*** Information shown Section Begins ***
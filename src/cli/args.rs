use clap::{Parser, Subcommand};

#[derive(Parser, Debug)]
#[command(name = "s3soap")]
#[command(version, about = "Manage buckets and objects over the S3 SOAP interface", long_about = None)]
pub struct Cli {
    #[command(subcommand)]
    pub command: Commands,

    /// Config file path (environment variables are used when omitted)
    #[arg(long, global = true)]
    pub config: Option<String>,

    /// Profile to use from config
    #[arg(long, global = true)]
    pub profile: Option<String>,

    /// Log level (error, warn, info, debug, trace)
    #[arg(long, global = true, default_value = "warn")]
    pub log_level: String,

    /// Print every SOAP request and reply
    #[arg(long, global = true)]
    pub debug: bool,

    /// Stop on the first SOAP fault
    #[arg(long, global = true)]
    pub raise_error: bool,

    /// Disable SSL certificate verification
    #[arg(long, global = true)]
    pub insecure: bool,

    /// Print listings as JSON
    #[arg(long, global = true)]
    pub json: bool,
}

#[derive(Subcommand, Debug)]
pub enum Commands {
    /// List buckets, or the objects of one bucket
    Ls {
        /// Bucket name
        bucket: Option<String>,
    },

    /// Make bucket
    Mb {
        bucket: String,
    },

    /// Remove bucket (must be empty)
    Rb {
        bucket: String,
    },

    /// Upload a local file
    Put {
        bucket: String,
        key: String,
        /// Local file to upload
        file: String,

        /// Content type (default: text/plain)
        #[arg(long)]
        content_type: Option<String>,

        /// Extra metadata as NAME=VALUE, repeatable
        #[arg(long = "meta", value_name = "NAME=VALUE")]
        metadata: Vec<String>,
    },

    /// Download an object (to stdout when no file is given)
    Get {
        bucket: String,
        key: String,
        file: Option<String>,
    },

    /// Remove an object
    Rm {
        bucket: String,
        key: String,
    },

    /// Show or set an object's ACL
    Acl {
        bucket: String,
        key: String,
        /// public or private
        acl: Option<String>,
    },

    /// Show an object's metadata
    Meta {
        bucket: String,
        key: String,
    },

    /// Invoke any operation by name and print the reply
    Invoke {
        /// Operation name, e.g. GetBucketLoggingStatus
        operation: String,
        /// Parameters as NAME=VALUE
        #[arg(value_name = "NAME=VALUE")]
        params: Vec<String>,
    },
}

/// Split a `NAME=VALUE` argument
pub fn parse_pair(arg: &str) -> anyhow::Result<(String, String)> {
    match arg.split_once('=') {
        Some((name, value)) if !name.is_empty() => Ok((name.to_string(), value.to_string())),
        _ => anyhow::bail!("Expected NAME=VALUE, got '{}'", arg),
    }
}

#[cfg(test)]
mod tests {
    use super::*;

    #[test]
    fn test_parse_pair() {
        assert_eq!(
            parse_pair("Bucket=photos").unwrap(),
            ("Bucket".to_string(), "photos".to_string())
        );
        assert_eq!(
            parse_pair("Prefix=").unwrap(),
            ("Prefix".to_string(), String::new())
        );
        assert!(parse_pair("novalue").is_err());
        assert!(parse_pair("=x").is_err());
    }

    #[test]
    fn test_cli_parses_put() {
        let cli = Cli::parse_from([
            "s3soap", "--raise-error", "put", "photos", "cat.jpg", "./cat.jpg",
            "--content-type", "image/jpeg", "--meta", "owner=alice",
        ]);
        assert!(cli.raise_error);
        match cli.command {
            Commands::Put { bucket, key, content_type, metadata, .. } => {
                assert_eq!(bucket, "photos");
                assert_eq!(key, "cat.jpg");
                assert_eq!(content_type.as_deref(), Some("image/jpeg"));
                assert_eq!(metadata, vec!["owner=alice".to_string()]);
            }
            other => panic!("unexpected command: {:?}", other),
        }
    }
}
*** Information shown Section Ends ***
### Problem to solve
Every line of the records above where the string "metadata" is found should be copied.

### Response to this exercise
        /// Extra metadata as NAME=VALUE, repeatable
        metadata: Vec<String>,
    /// Show an object's metadata
            Commands::Put { bucket, key, content_type, metadata, .. } => {
                assert_eq!(metadata, vec!["owner=alice".to_string()]);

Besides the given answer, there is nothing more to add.